A Timely Toast to Spring
On an errand from an Olympian, promptness pays
As signs of spring bloom across the land, the constellations of the new season move into prominence. Some, like Hercules with its familiar shape, are easy to recognize. As members of the zodiac, Cancer, Leo and Virgo are fairly easy to spot, too. Others, like Hydra, Crater, Corvus, Corona Borealis and Boötes, are harder to discern.
The largest constellation, taking more than six hours to rise from end to end, Hydra the serpent is known more for its role in one of Hercules’ 12 tasks. However, in earlier Mesopotamian and Egyptian myths, Hydra was the celestial counterpart of the River Nile, rising each spring.

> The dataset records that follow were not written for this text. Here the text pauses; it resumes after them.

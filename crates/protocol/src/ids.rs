//! Best-effort id extraction from segment documents.
//!
//! Used only to label log lines for segments the service refused. A loose
//! regex over the raw document is deliberate: full JSON parsing is not
//! worth it for a diagnostic, and a misfire on escaped quotes costs
//! nothing but a slightly odd log line.

use once_cell::sync::Lazy;
use regex::Regex;

static SEGMENT_ID: Lazy<Regex> = Lazy::new(|| Regex::new(r#""id":"(.*?)""#).unwrap());
static TRACE_ID: Lazy<Regex> = Lazy::new(|| Regex::new(r#""trace_id":"(.*?)""#).unwrap());

/// Extract the `id` field from a raw segment document.
pub fn segment_id(document: &str) -> Option<&str> {
    SEGMENT_ID
        .captures(document)
        .and_then(|caps| caps.get(1))
        .map(|m| m.as_str())
}

/// Extract the `trace_id` field from a raw segment document.
pub fn trace_id(document: &str) -> Option<&str> {
    TRACE_ID
        .captures(document)
        .and_then(|caps| caps.get(1))
        .map(|m| m.as_str())
}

Comprising mostly dim stars, Crater the cup and Corvus the crow perch atop the back of the snake Hydra. In some tales, Crater is Zeus’s sacred goblet, but others attribute the cup to Apollo. In this tale, the sun god sent his pet crow, Corvus, to bring him a cup of water. As in of Aesop’s tales, the crown dallied for a fig tree’s fruit to ripen. When the Corvus finally returned, the angry Apollo threw both bird and cup into the heavens.
The northern crown, Corona Borealis, was a gift crafted by the Greek god Hephaestus for the springtime wedding of Dionysus and Adriane.
Containing the fourth brightest star, Arcturus, Boötes is one you’ve likely gazed at knowingly or unknowingly. As the herdsman, Boötes is known as the keeper of winter’s bears, Ursa Major and Ursa Minor. However, legends of long, long ago credit him as the inventor of the plow, marking civilization’s shift from a nomadic, hunter-gather culture to a fixed, agrarian one.